Según lo expuesto en los documentos, la atención en salud de la población privada de la libertad se presta actualmente a través del Fondo Nacional de Salud para la Población Privada de la Libertad.
Este esquema reconoce la relación especial de sujeción que existe entre el Estado y las personas privadas de la libertad, lo que impide interrupciones, retrocesos o improvisaciones en la prestación del servicio.
En desarrollo de ese marco legal, la Unidad de Servicios Penitenciarios y Carcelarios (USPEC) adelantó un proceso de licitación pública para la administración del Fondo, que concluyó con la suscripción del Contrato de Fiducia Mercantil No. 298 de 2025 con Fiduprevisora S.A..
Este contrato permite la contratación de prestadores de servicios de salud a nivel nacional, garantizando atención de baja, mediana y alta complejidad.
De acuerdo con las quejas, este modelo, pese a sus limitaciones estructurales, ha permitido avances verificables en la consolidación de redes de atención, rutas asistenciales, gestión del riesgo y coordinación interinstitucional, elementos claves para una población con condiciones particulares como la carcelaria.
Sin embargo, a partir de una propuesta del Ministerio de Salud, se aprobó iniciar la implementación de un nuevo modelo de atención bajo un operador único nacional.
¿Qué pasaría con el servicio de salud prestados a las personas privadas de la libertad?
La decisión, según lo denunciado, se habría adoptado sin estudios técnicos, jurídicos ni financieros suficientes, y sin un plan de transición que garantice la continuidad del servicio.
A esto se suma una orden aún más delicada: la terminación anticipada de los contratos vigentes que actualmente sostienen la prestación del servicio de salud en los centros de reclusión, pese a que dichos contratos fueron celebrados para garantizar precisamente la continuidad y estabilidad del sistema.
Uno de los puntos más críticos señalados en los documentos es que el nuevo modelo pretende trasladar la atención de la población privada de la libertad a Nueva EPS, una entidad promotora del régimen ordinario que no fue diseñada para atender las particularidades del sistema penitenciario y carcelario.

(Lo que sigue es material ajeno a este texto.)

use tracing::debug;

use crate::error::{CostTableError, InputField};
use crate::heating::archetypes::{archetypes, Fuel, HeatingSystem, ARCHETYPE_COUNT};

/// pence → 통화 단위 환산 계수.
pub const PENCE_PER_UNIT: f64 = 100.0;

/// 운전비 계산 입력.
#[derive(Debug, Clone, Copy, PartialEq)]
pub struct CostInputs {
    /// 전기 단가 [p/kWh]
    pub electricity_price: f64,
    /// 가스 단가 [p/kWh]
    pub gas_price: f64,
    /// 등유 단가 [p/kWh]
    pub oil_price: f64,
    /// 연간 열 사용량 [kWh/년]
    pub yearly_usage: f64,
}

impl CostInputs {
    /// 입력을 검증한 뒤 생성한다.
    pub fn new(
        electricity_price: f64,
        gas_price: f64,
        oil_price: f64,
        yearly_usage: f64,
    ) -> Result<Self, CostTableError> {
        let inputs = Self {
            electricity_price,
            gas_price,
            oil_price,
            yearly_usage,
        }
        .without_signed_zero();
        inputs.validate()?;
        Ok(inputs)
    }

    /// 모든 값이 유한한 0 이상의 수인지 확인한다. 범위 제한은 하지 않는다.
    pub fn validate(&self) -> Result<(), CostTableError> {
        check(InputField::ElectricityPrice, self.electricity_price)?;
        check(InputField::GasPrice, self.gas_price)?;
        check(InputField::OilPrice, self.oil_price)?;
        check(InputField::YearlyUsage, self.yearly_usage)?;
        Ok(())
    }

    /// `-0.0`을 `0.0`으로 바꾼 사본. 부호 있는 0이 `-£0`으로 표시되지 않게 한다.
    pub fn without_signed_zero(self) -> Self {
        Self {
            electricity_price: self.electricity_price + 0.0,
            gas_price: self.gas_price + 0.0,
            oil_price: self.oil_price + 0.0,
            yearly_usage: self.yearly_usage + 0.0,
        }
    }

    /// 연료에 해당하는 단가 [p/kWh].
    pub fn price_for(&self, fuel: Fuel) -> f64 {
        match fuel {
            Fuel::Electricity => self.electricity_price,
            Fuel::Gas => self.gas_price,
            Fuel::Oil => self.oil_price,
        }
    }
}

fn check(field: InputField, value: f64) -> Result<(), CostTableError> {
    if !value.is_finite() {
        return Err(CostTableError::InvalidInput {
            field,
            value,
            reason: "not a finite number",
        });
    }
    if value < 0.0 {
        return Err(CostTableError::InvalidInput {
            field,
            value,
            reason: "must not be negative",
        });
    }
    Ok(())
}

/// 방식 한 줄에 대한 계산 결과.
#[derive(Debug, Clone, Copy, PartialEq)]
pub struct CostRow {
    pub system: &'static HeatingSystem,
    /// 열 1kWh당 비용 [p]
    pub cost_per_kwh: f64,
    /// 연간 비용 [통화 단위]
    pub yearly_cost: f64,
}

/// 고정 테이블에 비용 열 두 개를 붙인 결과. 한 번의 계산에서만 쓰인다.
#[derive(Debug, Clone, PartialEq)]
pub struct CostTable {
    pub inputs: CostInputs,
    pub rows: [CostRow; ARCHETYPE_COUNT],
    pub min_yearly_cost: f64,
    pub max_yearly_cost: f64,
}

impl CostTable {
    /// 연간 비용이 가장 낮은 행. 동률이면 앞선 행.
    pub fn cheapest(&self) -> &CostRow {
        self.rows
            .iter()
            .fold(&self.rows[0], |best, r| if r.yearly_cost < best.yearly_cost { r } else { best })
    }

    /// 연간 비용이 가장 높은 행. 동률이면 앞선 행.
    pub fn most_expensive(&self) -> &CostRow {
        self.rows
            .iter()
            .fold(&self.rows[0], |worst, r| if r.yearly_cost > worst.yearly_cost { r } else { worst })
    }

    /// 모든 행의 연간 비용이 같은지 여부(색상 정규화 불가 상태).
    pub fn is_degenerate(&self) -> bool {
        self.max_yearly_cost == self.min_yearly_cost
    }
}

/// 한 방식의 kWh당 비용과 연간 비용을 계산한다.
pub fn row_cost(system: &'static HeatingSystem, inputs: &CostInputs) -> CostRow {
    let cost_per_kwh = inputs.price_for(system.fuel) / system.scop;
    let yearly_cost = cost_per_kwh * inputs.yearly_usage / PENCE_PER_UNIT;
    CostRow {
        system,
        cost_per_kwh,
        yearly_cost,
    }
}

/// 입력 단가/사용량으로 10개 방식의 운전비 표를 만든다.
pub fn compute_cost_table(inputs: CostInputs) -> Result<CostTable, CostTableError> {
    inputs.validate()?;
    let inputs = inputs.without_signed_zero();
    let systems = archetypes();
    let rows: [CostRow; ARCHETYPE_COUNT] = std::array::from_fn(|i| row_cost(&systems[i], &inputs));

    let min_yearly_cost = rows
        .iter()
        .map(|r| r.yearly_cost)
        .fold(f64::INFINITY, f64::min);
    let max_yearly_cost = rows
        .iter()
        .map(|r| r.yearly_cost)
        .fold(f64::NEG_INFINITY, f64::max);
    debug!(
        min = min_yearly_cost,
        max = max_yearly_cost,
        usage = inputs.yearly_usage,
        "cost table derived"
    );

    Ok(CostTable {
        inputs,
        rows,
        min_yearly_cost,
        max_yearly_cost,
    })
}
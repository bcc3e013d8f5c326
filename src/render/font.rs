//! 내장 5x7 비트맵 폰트(ASCII 32..=126 및 `£`, `€`).
//!
//! 시스템 폰트 없이도 같은 입력이면 항상 같은 픽셀이 나오도록 글리프를 코드에 포함한다.

/// 글리프 한 개: 7행, 각 행의 하위 5비트가 픽셀(MSB가 왼쪽).
pub type Glyph = [u8; 7];

pub const GLYPH_W: u32 = 5;
pub const GLYPH_H: u32 = 7;
/// 글자 간 전진 폭(글리프 5 + 간격 1)
pub const ADVANCE: u32 = 6;

/// 알 수 없는 문자는 `?`로 그린다.
const FALLBACK: char = '?';

#[rustfmt::skip]
const ASCII: [Glyph; 95] = [
    [0x00,0x00,0x00,0x00,0x00,0x00,0x00], // ' '
    [0x04,0x04,0x04,0x04,0x00,0x00,0x04], // '!'
    [0x0A,0x0A,0x0A,0x00,0x00,0x00,0x00], // '"'
    [0x0A,0x0A,0x1F,0x0A,0x1F,0x0A,0x0A], // '#'
    [0x04,0x0F,0x14,0x0E,0x05,0x1E,0x04], // '$'
    [0x18,0x19,0x02,0x04,0x08,0x13,0x03], // '%'
    [0x0C,0x12,0x14,0x08,0x15,0x12,0x0D], // '&'
    [0x0C,0x04,0x08,0x00,0x00,0x00,0x00], // '''
    [0x02,0x04,0x08,0x08,0x08,0x04,0x02], // '('
    [0x08,0x04,0x02,0x02,0x02,0x04,0x08], // ')'
    [0x00,0x04,0x15,0x0E,0x15,0x04,0x00], // '*'
    [0x00,0x04,0x04,0x1F,0x04,0x04,0x00], // '+'
    [0x00,0x00,0x00,0x00,0x0C,0x04,0x08], // ','
    [0x00,0x00,0x00,0x1F,0x00,0x00,0x00], // '-'
    [0x00,0x00,0x00,0x00,0x00,0x0C,0x0C], // '.'
    [0x00,0x01,0x02,0x04,0x08,0x10,0x00], // '/'
    [0x0E,0x11,0x13,0x15,0x19,0x11,0x0E], // '0'
    [0x04,0x0C,0x04,0x04,0x04,0x04,0x0E], // '1'
    [0x0E,0x11,0x01,0x02,0x04,0x08,0x1F], // '2'
    [0x1F,0x02,0x04,0x02,0x01,0x11,0x0E], // '3'
    [0x02,0x06,0x0A,0x12,0x1F,0x02,0x02], // '4'
    [0x1F,0x10,0x1E,0x01,0x01,0x11,0x0E], // '5'
    [0x06,0x08,0x10,0x1E,0x11,0x11,0x0E], // '6'
    [0x1F,0x01,0x02,0x04,0x08,0x08,0x08], // '7'
    [0x0E,0x11,0x11,0x0E,0x11,0x11,0x0E], // '8'
    [0x0E,0x11,0x11,0x0F,0x01,0x02,0x0C], // '9'
    [0x00,0x0C,0x0C,0x00,0x0C,0x0C,0x00], // ':'
    [0x00,0x0C,0x0C,0x00,0x0C,0x04,0x08], // ';'
    [0x02,0x04,0x08,0x10,0x08,0x04,0x02], // '<'
    [0x00,0x00,0x1F,0x00,0x1F,0x00,0x00], // '='
    [0x08,0x04,0x02,0x01,0x02,0x04,0x08], // '>'
    [0x0E,0x11,0x01,0x02,0x04,0x00,0x04], // '?'
    [0x0E,0x11,0x01,0x0D,0x15,0x15,0x0E], // '@'
    [0x0E,0x11,0x11,0x11,0x1F,0x11,0x11], // 'A'
    [0x1E,0x11,0x11,0x1E,0x11,0x11,0x1E], // 'B'
    [0x0E,0x11,0x10,0x10,0x10,0x11,0x0E], // 'C'
    [0x1C,0x12,0x11,0x11,0x11,0x12,0x1C], // 'D'
    [0x1F,0x10,0x10,0x1E,0x10,0x10,0x1F], // 'E'
    [0x1F,0x10,0x10,0x1E,0x10,0x10,0x10], // 'F'
    [0x0E,0x11,0x10,0x17,0x11,0x11,0x0F], // 'G'
    [0x11,0x11,0x11,0x1F,0x11,0x11,0x11], // 'H'
    [0x0E,0x04,0x04,0x04,0x04,0x04,0x0E], // 'I'
    [0x07,0x02,0x02,0x02,0x02,0x12,0x0C], // 'J'
    [0x11,0x12,0x14,0x18,0x14,0x12,0x11], // 'K'
    [0x10,0x10,0x10,0x10,0x10,0x10,0x1F], // 'L'
    [0x11,0x1B,0x15,0x15,0x11,0x11,0x11], // 'M'
    [0x11,0x11,0x19,0x15,0x13,0x11,0x11], // 'N'
    [0x0E,0x11,0x11,0x11,0x11,0x11,0x0E], // 'O'
    [0x1E,0x11,0x11,0x1E,0x10,0x10,0x10], // 'P'
    [0x0E,0x11,0x11,0x11,0x15,0x12,0x0D], // 'Q'
    [0x1E,0x11,0x11,0x1E,0x14,0x12,0x11], // 'R'
    [0x0F,0x10,0x10,0x0E,0x01,0x01,0x1E], // 'S'
    [0x1F,0x04,0x04,0x04,0x04,0x04,0x04], // 'T'
    [0x11,0x11,0x11,0x11,0x11,0x11,0x0E], // 'U'
    [0x11,0x11,0x11,0x11,0x11,0x0A,0x04], // 'V'
    [0x11,0x11,0x11,0x15,0x15,0x15,0x0A], // 'W'
    [0x11,0x11,0x0A,0x04,0x0A,0x11,0x11], // 'X'
    [0x11,0x11,0x11,0x0A,0x04,0x04,0x04], // 'Y'
    [0x1F,0x01,0x02,0x04,0x08,0x10,0x1F], // 'Z'
    [0x0E,0x08,0x08,0x08,0x08,0x08,0x0E], // '['
    [0x00,0x10,0x08,0x04,0x02,0x01,0x00], // '\'
    [0x0E,0x02,0x02,0x02,0x02,0x02,0x0E], // ']'
    [0x04,0x0A,0x11,0x00,0x00,0x00,0x00], // '^'
    [0x00,0x00,0x00,0x00,0x00,0x00,0x1F], // '_'
    [0x08,0x04,0x02,0x00,0x00,0x00,0x00], // '`'
    [0x00,0x00,0x0E,0x01,0x0F,0x11,0x0F], // 'a'
    [0x10,0x10,0x16,0x19,0x11,0x11,0x1E], // 'b'
    [0x00,0x00,0x0E,0x10,0x10,0x11,0x0E], // 'c'
    [0x01,0x01,0x0D,0x13,0x11,0x11,0x0F], // 'd'
    [0x00,0x00,0x0E,0x11,0x1F,0x10,0x0E], // 'e'
    [0x06,0x09,0x08,0x1C,0x08,0x08,0x08], // 'f'
    [0x00,0x0F,0x11,0x11,0x0F,0x01,0x0E], // 'g'
    [0x10,0x10,0x16,0x19,0x11,0x11,0x11], // 'h'
    [0x04,0x00,0x0C,0x04,0x04,0x04,0x0E], // 'i'
    [0x02,0x00,0x06,0x02,0x02,0x12,0x0C], // 'j'
    [0x10,0x10,0x12,0x14,0x18,0x14,0x12], // 'k'
    [0x0C,0x04,0x04,0x04,0x04,0x04,0x0E], // 'l'
    [0x00,0x00,0x1A,0x15,0x15,0x11,0x11], // 'm'
    [0x00,0x00,0x16,0x19,0x11,0x11,0x11], // 'n'
    [0x00,0x00,0x0E,0x11,0x11,0x11,0x0E], // 'o'
    [0x00,0x00,0x1E,0x11,0x1E,0x10,0x10], // 'p'
    [0x00,0x00,0x0D,0x13,0x0F,0x01,0x01], // 'q'
    [0x00,0x00,0x16,0x19,0x10,0x10,0x10], // 'r'
    [0x00,0x00,0x0E,0x10,0x0E,0x01,0x1E], // 's'
    [0x08,0x08,0x1C,0x08,0x08,0x09,0x06], // 't'
    [0x00,0x00,0x11,0x11,0x11,0x13,0x0D], // 'u'
    [0x00,0x00,0x11,0x11,0x11,0x0A,0x04], // 'v'
    [0x00,0x00,0x11,0x11,0x15,0x15,0x0A], // 'w'
    [0x00,0x00,0x11,0x0A,0x04,0x0A,0x11], // 'x'
    [0x00,0x00,0x11,0x11,0x0F,0x01,0x0E], // 'y'
    [0x00,0x00,0x1F,0x02,0x04,0x08,0x1F], // 'z'
    [0x02,0x04,0x04,0x08,0x04,0x04,0x02], // '{'
    [0x04,0x04,0x04,0x04,0x04,0x04,0x04], // '|'
    [0x08,0x04,0x04,0x02,0x04,0x04,0x08], // '}'
    [0x00,0x00,0x08,0x15,0x02,0x00,0x00], // '~'
];

const POUND: Glyph = [0x06, 0x09, 0x08, 0x1C, 0x08, 0x08, 0x1F];
const EURO: Glyph = [0x07, 0x08, 0x1E, 0x08, 0x1E, 0x08, 0x07];

/// 문자의 글리프. 지원하지 않는 문자는 `None`.
pub fn glyph(ch: char) -> Option<&'static Glyph> {
    match ch {
        ' '..='~' => Some(&ASCII[ch as usize - ' ' as usize]),
        '£' => Some(&POUND),
        '€' => Some(&EURO),
        _ => None,
    }
}

/// 그릴 글리프. 지원하지 않는 문자는 `?` 글리프로 대체된다.
pub fn glyph_or_fallback(ch: char) -> &'static Glyph {
    glyph(ch).unwrap_or(&ASCII[FALLBACK as usize - ' ' as usize])
}

/// 굵게 그릴 때 추가되는 가로 오프셋(px).
pub fn bold_offset(scale: u32) -> u32 {
    (scale / 2).max(1)
}

/// 배율 `scale`로 그렸을 때 문자열의 픽셀 폭.
pub fn text_width(text: &str, scale: u32, bold: bool) -> u32 {
    let count = text.chars().count() as u32;
    if count == 0 {
        return 0;
    }
    let width = count
        .saturating_mul(ADVANCE)
        .saturating_sub(ADVANCE - GLYPH_W)
        .saturating_mul(scale);
    if bold {
        width.saturating_add(bold_offset(scale))
    } else {
        width
    }
}

/// 배율 `scale`로 그렸을 때 글자 높이(px).
pub fn text_height(scale: u32) -> u32 {
    GLYPH_H.saturating_mul(scale)
}
use clap::Parser;
use heating_cost_table::app;
use tracing_subscriber::EnvFilter;

/// 프로그램의 엔트리 포인트. 인자를 읽고 표 이미지를 만든 뒤 경로를 출력한다.
fn main() {
    tracing_subscriber::fmt()
        .with_env_filter(EnvFilter::try_from_default_env().unwrap_or_else(|_| EnvFilter::new("info")))
        .with_writer(std::io::stderr)
        .init();

    let args = app::Args::parse();
    match app::run_with_config_file(&args) {
        Ok(path) => println!("{}", path.display()),
        Err(err) => {
            eprintln!("오류: {err}");
            std::process::exit(1);
        }
    }
}
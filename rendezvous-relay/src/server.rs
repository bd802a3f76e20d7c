//! WebSocket transport adapter and server lifecycle.
//!
//! Each upgraded socket is attached to the registry, told its connection id,
//! and then served by two tasks: a writer draining the connection's outbox
//! into the socket, and a reader decoding frames in arrival order and handing
//! them to the [`RoomRouter`]. When either task ends the other is aborted and
//! the connection is detached, which notifies its former room peers.

use std::future::Future;
use std::net::SocketAddr;
use std::sync::Arc;
use std::time::Duration;

use axum::extract::State;
use axum::extract::ws::{Message, WebSocket, WebSocketUpgrade};
use axum::http::Method;
use axum::response::IntoResponse;
use axum::routing::get;
use axum::{Json, Router};
use futures_util::{SinkExt, StreamExt};
use rendezvous_proto::codec::{self, CodecError};
use rendezvous_proto::event::{ClientEvent, ServerEvent};
use rendezvous_proto::id::ConnectionId;
use serde::Serialize;
use tokio::sync::{mpsc, oneshot};
use tokio::task::JoinHandle;
use tower_http::cors::{Any, CorsLayer};
use tower_http::trace::TraceLayer;

use crate::registry::{ConnectionRegistry, OUTBOX_CAPACITY, Outbound};
use crate::router::RoomRouter;

/// How long [`RunningRelay::stop`] waits for the server task to finish.
const SHUTDOWN_GRACE: Duration = Duration::from_secs(5);

/// Errors raised while starting or running the relay server.
#[derive(Debug, thiserror::Error)]
pub enum ServerError {
    /// The TCP listener could not bind.
    #[error("failed to bind {addr}: {source}")]
    Bind {
        /// Address that was attempted.
        addr: String,
        /// Underlying I/O error.
        source: std::io::Error,
    },

    /// The bound address could not be read back from the listener.
    #[error("failed to read local address: {0}")]
    LocalAddr(#[source] std::io::Error),

    /// `axum::serve` returned an error.
    #[error("server error: {0}")]
    Serve(#[source] std::io::Error),

    /// The server task panicked or was cancelled.
    #[error("server task failed: {0}")]
    Join(#[from] tokio::task::JoinError),
}

/// Body of `GET /stats`.
#[derive(Debug, Serialize)]
struct Stats {
    connections: usize,
    rooms: usize,
}

/// A connection registry and room router pair, not yet listening.
pub struct RelayServer {
    router: Arc<RoomRouter>,
}

impl Default for RelayServer {
    fn default() -> Self {
        Self::new()
    }
}

impl RelayServer {
    /// Creates a server with an empty registry.
    #[must_use]
    pub fn new() -> Self {
        Self {
            router: Arc::new(RoomRouter::default()),
        }
    }

    /// The router shared by every connection of this server.
    #[must_use]
    pub const fn router(&self) -> &Arc<RoomRouter> {
        &self.router
    }

    /// Binds `addr` and starts serving in a background task.
    ///
    /// Pass port `0` to let the OS pick a free port; the chosen address is
    /// available from [`RunningRelay::local_addr`].
    ///
    /// # Errors
    ///
    /// Returns [`ServerError::Bind`] if the TCP listener cannot bind to
    /// `addr`.
    pub async fn start(self, addr: &str) -> Result<RunningRelay, ServerError> {
        let listener = tokio::net::TcpListener::bind(addr)
            .await
            .map_err(|source| ServerError::Bind {
                addr: addr.to_string(),
                source,
            })?;
        let local_addr = listener.local_addr().map_err(ServerError::LocalAddr)?;

        let app = app(Arc::clone(&self.router));
        let (shutdown_tx, shutdown_rx) = oneshot::channel::<()>();
        let handle = tokio::spawn(async move {
            axum::serve(listener, app)
                .with_graceful_shutdown(async {
                    let _ = shutdown_rx.await;
                })
                .await
        });

        Ok(RunningRelay {
            local_addr,
            router: self.router,
            shutdown: Some(shutdown_tx),
            handle,
        })
    }
}

/// A relay server that is accepting connections.
pub struct RunningRelay {
    local_addr: SocketAddr,
    router: Arc<RoomRouter>,
    shutdown: Option<oneshot::Sender<()>>,
    handle: JoinHandle<std::io::Result<()>>,
}

impl RunningRelay {
    /// The address the server is listening on.
    #[must_use]
    pub const fn local_addr(&self) -> SocketAddr {
        self.local_addr
    }

    /// The router shared by every connection of this server.
    #[must_use]
    pub const fn router(&self) -> &Arc<RoomRouter> {
        &self.router
    }

    /// The registry holding this server's connections and rooms.
    #[must_use]
    pub fn registry(&self) -> &ConnectionRegistry {
        self.router.registry()
    }

    /// Runs until `signal` completes, then stops the server.
    ///
    /// Returns early if the server task ends on its own.
    ///
    /// # Errors
    ///
    /// Returns [`ServerError`] if serving failed or the task panicked.
    pub async fn run_until(mut self, signal: impl Future<Output = ()>) -> Result<(), ServerError> {
        let signal = std::pin::pin!(signal);
        let finished = tokio::select! {
            result = &mut self.handle => Some(result),
            () = signal => None,
        };
        match finished {
            Some(result) => flatten(result),
            None => self.stop().await,
        }
    }

    /// Stops accepting connections, closes every client socket and waits for
    /// the server task to finish.
    ///
    /// # Errors
    ///
    /// Returns [`ServerError`] if serving failed or the task panicked.
    pub async fn stop(mut self) -> Result<(), ServerError> {
        if let Some(tx) = self.shutdown.take() {
            let _ = tx.send(());
        }
        self.router.registry().close_all();
        if let Ok(result) = tokio::time::timeout(SHUTDOWN_GRACE, &mut self.handle).await {
            flatten(result)
        } else {
            tracing::warn!("server did not stop within grace period, aborting");
            self.handle.abort();
            Ok(())
        }
    }
}

fn flatten(
    result: Result<std::io::Result<()>, tokio::task::JoinError>,
) -> Result<(), ServerError> {
    result?.map_err(ServerError::Serve)
}

/// Builds the axum application: the WebSocket endpoint plus health and stats.
///
/// Cross-origin requests are allowed from any origin for `GET` and `POST`.
pub fn app(router: Arc<RoomRouter>) -> Router {
    let cors = CorsLayer::new()
        .allow_origin(Any)
        .allow_methods([Method::GET, Method::POST]);

    Router::new()
        .route("/", get(ws_handler))
        .route("/ws", get(ws_handler))
        .route("/health", get(health))
        .route("/stats", get(stats))
        .layer(cors)
        .layer(TraceLayer::new_for_http())
        .with_state(router)
}

/// axum handler that upgrades an HTTP request to a WebSocket connection.
async fn ws_handler(
    ws: WebSocketUpgrade,
    State(router): State<Arc<RoomRouter>>,
) -> impl IntoResponse {
    ws.on_upgrade(move |socket| handle_socket(socket, router))
}

async fn health() -> Json<serde_json::Value> {
    Json(serde_json::json!({"status": "ok"}))
}

async fn stats(State(router): State<Arc<RoomRouter>>) -> Json<Stats> {
    let registry = router.registry();
    Json(Stats {
        connections: registry.connection_count(),
        rooms: registry.room_count(),
    })
}

/// Serves one upgraded WebSocket connection until it closes.
pub async fn handle_socket(socket: WebSocket, router: Arc<RoomRouter>) {
    let (mut ws_sender, mut ws_receiver) = socket.split();

    let (tx, mut rx) = mpsc::channel::<Outbound>(OUTBOX_CAPACITY);
    let conn_id = router.attach(tx.clone());

    // Nobody else knows this id yet, so `connected` is always the first frame.
    let _ = tx.try_send(Outbound::Event(ServerEvent::Connected { id: conn_id }));
    drop(tx);

    let mut write_task = tokio::spawn(async move {
        while let Some(outbound) = rx.recv().await {
            let event = match outbound {
                Outbound::Event(event) => event,
                Outbound::Close => {
                    let _ = ws_sender.send(Message::Close(None)).await;
                    break;
                }
            };
            let text = match codec::encode(&event) {
                Ok(text) => text,
                Err(e) => {
                    tracing::error!(conn_id = %conn_id, error = %e, "failed to encode event");
                    continue;
                }
            };
            if ws_sender.send(Message::Text(text.into())).await.is_err() {
                tracing::warn!(conn_id = %conn_id, "WebSocket write failed");
                break;
            }
        }
    });

    let reader_router = Arc::clone(&router);
    let mut read_task = tokio::spawn(async move {
        while let Some(Ok(msg)) = ws_receiver.next().await {
            match msg {
                Message::Text(text) => {
                    handle_frame(&reader_router, conn_id, codec::decode(text.as_str()));
                }
                Message::Binary(data) => {
                    handle_frame(&reader_router, conn_id, codec::decode_bytes(&data));
                }
                Message::Close(_) => {
                    tracing::debug!(conn_id = %conn_id, "received close frame");
                    break;
                }
                _ => {
                    // Ping/pong are answered by the transport.
                }
            }
        }
    });

    tokio::select! {
        _ = &mut read_task => {
            write_task.abort();
        }
        _ = &mut write_task => {
            read_task.abort();
        }
    }

    router.handle_disconnect(conn_id);
}

fn handle_frame(
    router: &RoomRouter,
    conn_id: ConnectionId,
    decoded: Result<ClientEvent, CodecError>,
) {
    match decoded {
        Ok(event) => {
            tracing::trace!(conn_id = %conn_id, event = event.name(), "inbound event");
            router.dispatch(conn_id, event);
        }
        Err(e) => {
            tracing::warn!(conn_id = %conn_id, error = %e, "dropping malformed frame");
        }
    }
}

Según lo expuesto, el cambio se pretende ejecutar en un plazo inferior a dos meses, sin una transición responsable, lo que podría provocar interrupciones del servicio, regresividad en la atención, traumatismos operativos y una eventual responsabilidad estatal por la afectación de derechos fundamentales.
Las quejas también advierten que esta decisión invierte las prioridades del Estado, privilegiando primero la implementación de una política del Ministerio de Salud y dejando en segundo plano la garantía efectiva del derecho a la salud.
Ante este panorama, se solicitó a la Contraloría y a la Procuraduría una intervención preventiva, la revisión de las decisiones adoptadas por el Consejo Directivo del Fondo, la evaluación del riesgo real y potencial sobre los derechos fundamentales de la población carcelaria y la adopción de medidas urgentes que eviten una afectación masiva en el sistema de salud penitenciario del país .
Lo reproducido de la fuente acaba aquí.